- _WHAT YOU HAVE TO DO_
All of the records are to be copied out exactly, with nothing left out.

---------- DATA TO PROCESS ----------

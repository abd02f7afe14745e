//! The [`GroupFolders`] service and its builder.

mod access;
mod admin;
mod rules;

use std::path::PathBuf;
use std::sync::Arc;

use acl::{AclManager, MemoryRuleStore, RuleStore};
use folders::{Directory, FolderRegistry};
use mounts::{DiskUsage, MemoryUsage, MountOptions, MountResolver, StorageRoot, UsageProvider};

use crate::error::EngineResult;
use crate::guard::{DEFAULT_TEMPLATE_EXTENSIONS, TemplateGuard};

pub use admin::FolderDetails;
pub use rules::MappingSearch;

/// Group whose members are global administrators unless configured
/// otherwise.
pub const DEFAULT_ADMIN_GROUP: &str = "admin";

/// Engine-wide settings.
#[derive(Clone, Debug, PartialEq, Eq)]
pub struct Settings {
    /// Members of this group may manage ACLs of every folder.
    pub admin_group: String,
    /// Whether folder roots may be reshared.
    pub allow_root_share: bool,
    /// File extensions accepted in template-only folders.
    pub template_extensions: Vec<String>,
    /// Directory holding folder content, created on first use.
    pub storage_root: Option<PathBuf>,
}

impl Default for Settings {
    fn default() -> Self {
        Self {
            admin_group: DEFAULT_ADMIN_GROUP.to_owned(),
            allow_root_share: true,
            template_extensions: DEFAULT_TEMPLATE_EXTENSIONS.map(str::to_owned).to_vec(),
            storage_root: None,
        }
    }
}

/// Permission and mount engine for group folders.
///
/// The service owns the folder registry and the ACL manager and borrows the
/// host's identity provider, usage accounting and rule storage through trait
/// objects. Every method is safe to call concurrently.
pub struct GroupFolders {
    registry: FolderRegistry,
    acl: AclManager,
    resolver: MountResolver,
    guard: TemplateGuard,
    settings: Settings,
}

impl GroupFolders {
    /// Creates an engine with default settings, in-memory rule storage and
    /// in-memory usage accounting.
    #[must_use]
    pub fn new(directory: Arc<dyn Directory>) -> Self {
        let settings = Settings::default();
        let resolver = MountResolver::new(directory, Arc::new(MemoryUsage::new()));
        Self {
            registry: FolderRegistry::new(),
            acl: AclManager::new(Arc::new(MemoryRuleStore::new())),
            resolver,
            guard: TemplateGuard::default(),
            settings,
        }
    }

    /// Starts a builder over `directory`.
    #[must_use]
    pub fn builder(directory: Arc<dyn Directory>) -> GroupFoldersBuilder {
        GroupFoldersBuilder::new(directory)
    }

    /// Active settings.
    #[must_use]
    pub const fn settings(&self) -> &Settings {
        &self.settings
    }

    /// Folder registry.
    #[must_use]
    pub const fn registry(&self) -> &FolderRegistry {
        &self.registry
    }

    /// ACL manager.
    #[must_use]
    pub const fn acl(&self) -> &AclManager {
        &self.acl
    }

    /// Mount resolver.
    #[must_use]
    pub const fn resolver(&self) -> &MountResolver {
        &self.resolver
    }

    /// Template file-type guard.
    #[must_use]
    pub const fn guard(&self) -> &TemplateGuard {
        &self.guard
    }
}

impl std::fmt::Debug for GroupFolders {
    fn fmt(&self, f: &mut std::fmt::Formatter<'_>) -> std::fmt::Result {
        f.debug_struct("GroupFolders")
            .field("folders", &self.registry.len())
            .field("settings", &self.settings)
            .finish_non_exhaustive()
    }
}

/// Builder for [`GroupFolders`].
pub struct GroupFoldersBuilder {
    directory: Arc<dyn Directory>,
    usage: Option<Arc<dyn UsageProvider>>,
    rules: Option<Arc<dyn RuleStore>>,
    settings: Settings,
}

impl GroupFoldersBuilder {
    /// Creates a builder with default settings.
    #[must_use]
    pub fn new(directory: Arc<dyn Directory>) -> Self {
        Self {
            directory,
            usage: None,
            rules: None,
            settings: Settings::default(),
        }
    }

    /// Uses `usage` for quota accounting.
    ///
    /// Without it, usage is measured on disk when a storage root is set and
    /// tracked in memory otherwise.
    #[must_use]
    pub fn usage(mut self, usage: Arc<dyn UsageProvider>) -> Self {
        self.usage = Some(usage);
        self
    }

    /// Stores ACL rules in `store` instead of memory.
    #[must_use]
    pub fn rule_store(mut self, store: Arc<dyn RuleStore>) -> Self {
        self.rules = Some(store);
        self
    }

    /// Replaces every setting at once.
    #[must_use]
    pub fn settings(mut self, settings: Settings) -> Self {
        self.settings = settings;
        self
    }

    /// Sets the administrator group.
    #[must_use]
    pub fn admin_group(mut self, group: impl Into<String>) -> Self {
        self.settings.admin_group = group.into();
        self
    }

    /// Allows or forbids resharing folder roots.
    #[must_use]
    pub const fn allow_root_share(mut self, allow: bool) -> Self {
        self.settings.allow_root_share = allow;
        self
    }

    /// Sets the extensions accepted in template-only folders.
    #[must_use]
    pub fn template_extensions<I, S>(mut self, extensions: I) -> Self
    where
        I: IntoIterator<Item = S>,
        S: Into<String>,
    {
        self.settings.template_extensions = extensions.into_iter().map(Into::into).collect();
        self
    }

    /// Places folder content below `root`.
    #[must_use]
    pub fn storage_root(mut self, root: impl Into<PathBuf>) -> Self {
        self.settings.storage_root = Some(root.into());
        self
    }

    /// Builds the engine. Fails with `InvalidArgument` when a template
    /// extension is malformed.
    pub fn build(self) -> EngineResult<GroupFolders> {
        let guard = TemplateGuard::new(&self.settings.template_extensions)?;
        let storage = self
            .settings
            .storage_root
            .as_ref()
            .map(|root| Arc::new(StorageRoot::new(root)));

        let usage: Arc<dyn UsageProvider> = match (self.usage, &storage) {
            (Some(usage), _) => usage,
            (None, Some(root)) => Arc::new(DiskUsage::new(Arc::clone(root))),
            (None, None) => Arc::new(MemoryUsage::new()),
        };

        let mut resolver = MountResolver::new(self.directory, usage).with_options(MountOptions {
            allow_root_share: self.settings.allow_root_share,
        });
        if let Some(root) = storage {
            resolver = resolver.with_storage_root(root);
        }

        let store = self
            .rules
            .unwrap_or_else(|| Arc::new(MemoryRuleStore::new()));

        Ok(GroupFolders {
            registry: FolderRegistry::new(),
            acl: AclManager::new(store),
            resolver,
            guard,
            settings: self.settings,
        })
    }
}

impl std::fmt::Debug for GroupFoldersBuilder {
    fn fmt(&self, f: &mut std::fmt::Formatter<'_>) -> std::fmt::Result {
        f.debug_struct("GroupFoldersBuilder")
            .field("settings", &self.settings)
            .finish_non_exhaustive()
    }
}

----------

- _ANSWER AREA_
repository abd02f7afe14745e
//! The [`GroupFolders`] service and its builder.

mod access;
mod admin;
mod rules;

use std::path::PathBuf;
use std::sync::Arc;

use acl::{AclManager, MemoryRuleStore, RuleStore};
use folders::{Directory, FolderRegistry};
use mounts::{DiskUsage, MemoryUsage, MountOptions, MountResolver, StorageRoot, UsageProvider};

use crate::error::EngineResult;
use crate::guard::{DEFAULT_TEMPLATE_EXTENSIONS, TemplateGuard};

pub use admin::FolderDetails;
pub use rules::MappingSearch;

/// Group whose members are global administrators unless configured
/// otherwise.
pub const DEFAULT_ADMIN_GROUP: &str = "admin";

/// Engine-wide settings.
#[derive(Clone, Debug, PartialEq, Eq)]
pub struct Settings {
    /// Members of this group may manage ACLs of every folder.
    pub admin_group: String,
    /// Whether folder roots may be reshared.
    pub allow_root_share: bool,
    /// File extensions accepted in template-only folders.
    pub template_extensions: Vec<String>,
    /// Directory holding folder content, created on first use.
    pub storage_root: Option<PathBuf>,
}

impl Default for Settings {
    fn default() -> Self {
        Self {
            admin_group: DEFAULT_ADMIN_GROUP.to_owned(),
            allow_root_share: true,
            template_extensions: DEFAULT_TEMPLATE_EXTENSIONS.map(str::to_owned).to_vec(),
            storage_root: None,
        }
    }
}

/// Permission and mount engine for group folders.
///
/// The service owns the folder registry and the ACL manager and borrows the
/// host's identity provider, usage accounting and rule storage through trait
/// objects. Every method is safe to call concurrently.
pub struct GroupFolders {
    registry: FolderRegistry,
    acl: AclManager,
    resolver: MountResolver,
    guard: TemplateGuard,
    settings: Settings,
}

impl GroupFolders {
    /// Creates an engine with default settings, in-memory rule storage and
    /// in-memory usage accounting.
    #[must_use]
    pub fn new(directory: Arc<dyn Directory>) -> Self {
        let settings = Settings::default();
        let resolver = MountResolver::new(directory, Arc::new(MemoryUsage::new()));
        Self {
            registry: FolderRegistry::new(),
            acl: AclManager::new(Arc::new(MemoryRuleStore::new())),
            resolver,
            guard: TemplateGuard::default(),
            settings,
        }
    }

    /// Starts a builder over `directory`.
    #[must_use]
    pub fn builder(directory: Arc<dyn Directory>) -> GroupFoldersBuilder {
        GroupFoldersBuilder::new(directory)
    }

    /// Active settings.
    #[must_use]
    pub const fn settings(&self) -> &Settings {
        &self.settings
    }

    /// Folder registry.
    #[must_use]
    pub const fn registry(&self) -> &FolderRegistry {
        &self.registry
    }

    /// ACL manager.
    #[must_use]
    pub const fn acl(&self) -> &AclManager {
        &self.acl
    }

    /// Mount resolver.
    #[must_use]
    pub const fn resolver(&self) -> &MountResolver {
        &self.resolver
    }

    /// Template file-type guard.
    #[must_use]
    pub const fn guard(&self) -> &TemplateGuard {
        &self.guard
    }
}

impl std::fmt::Debug for GroupFolders {
    fn fmt(&self, f: &mut std::fmt::Formatter<'_>) -> std::fmt::Result {
        f.debug_struct("GroupFolders")
            .field("folders", &self.registry.len())
            .field("settings", &self.settings)
            .finish_non_exhaustive()
    }
}

/// Builder for [`GroupFolders`].
pub struct GroupFoldersBuilder {
    directory: Arc<dyn Directory>,
    usage: Option<Arc<dyn UsageProvider>>,
    rules: Option<Arc<dyn RuleStore>>,
    settings: Settings,
}

impl GroupFoldersBuilder {
    /// Creates a builder with default settings.
    #[must_use]
    pub fn new(directory: Arc<dyn Directory>) -> Self {
        Self {
            directory,
            usage: None,
            rules: None,
            settings: Settings::default(),
        }
    }

    /// Uses `usage` for quota accounting.
    ///
    /// Without it, usage is measured on disk when a storage root is set and
    /// tracked in memory otherwise.
    #[must_use]
    pub fn usage(mut self, usage: Arc<dyn UsageProvider>) -> Self {
        self.usage = Some(usage);
        self
    }

    /// Stores ACL rules in `store` instead of memory.
    #[must_use]
    pub fn rule_store(mut self, store: Arc<dyn RuleStore>) -> Self {
        self.rules = Some(store);
        self
    }

    /// Replaces every setting at once.
    #[must_use]
    pub fn settings(mut self, settings: Settings) -> Self {
        self.settings = settings;
        self
    }

    /// Sets the administrator group.
    #[must_use]
    pub fn admin_group(mut self, group: impl Into<String>) -> Self {
        self.settings.admin_group = group.into();
        self
    }

    /// Allows or forbids resharing folder roots.
    #[must_use]
    pub const fn allow_root_share(mut self, allow: bool) -> Self {
        self.settings.allow_root_share = allow;
        self
    }

    /// Sets the extensions accepted in template-only folders.
    #[must_use]
    pub fn template_extensions<I, S>(mut self, extensions: I) -> Self
    where
        I: IntoIterator<Item = S>,
        S: Into<String>,
    {
        self.settings.template_extensions = extensions.into_iter().map(Into::into).collect();
        self
    }

    /// Places folder content below `root`.
    #[must_use]
    pub fn storage_root(mut self, root: impl Into<PathBuf>) -> Self {
        self.settings.storage_root = Some(root.into());
        self
    }

    /// Builds the engine. Fails with `InvalidArgument` when a template
    /// extension is malformed.
    pub fn build(self) -> EngineResult<GroupFolders> {
        let guard = TemplateGuard::new(&self.settings.template_extensions)?;
        let storage = self
            .settings
            .storage_root
            .as_ref()
            .map(|root| Arc::new(StorageRoot::new(root)));

        let usage: Arc<dyn UsageProvider> = match (self.usage, &storage) {
            (Some(usage), _) => usage,
            (None, Some(root)) => Arc::new(DiskUsage::new(Arc::clone(root))),
            (None, None) => Arc::new(MemoryUsage::new()),
        };

        let mut resolver = MountResolver::new(self.directory, usage).with_options(MountOptions {
            allow_root_share: self.settings.allow_root_share,
        });
        if let Some(root) = storage {
            resolver = resolver.with_storage_root(root);
        }

        let store = self
            .rules
            .unwrap_or_else(|| Arc::new(MemoryRuleStore::new()));

        Ok(GroupFolders {
            registry: FolderRegistry::new(),
            acl: AclManager::new(store),
            resolver,
            guard,
            settings: self.settings,
        })
    }
}

impl std::fmt::Debug for GroupFoldersBuilder {
    fn fmt(&self, f: &mut std::fmt::Formatter<'_>) -> std::fmt::Result {
        f.debug_struct("GroupFoldersBuilder")
            .field("settings", &self.settings)
            .finish_non_exhaustive()
    }
}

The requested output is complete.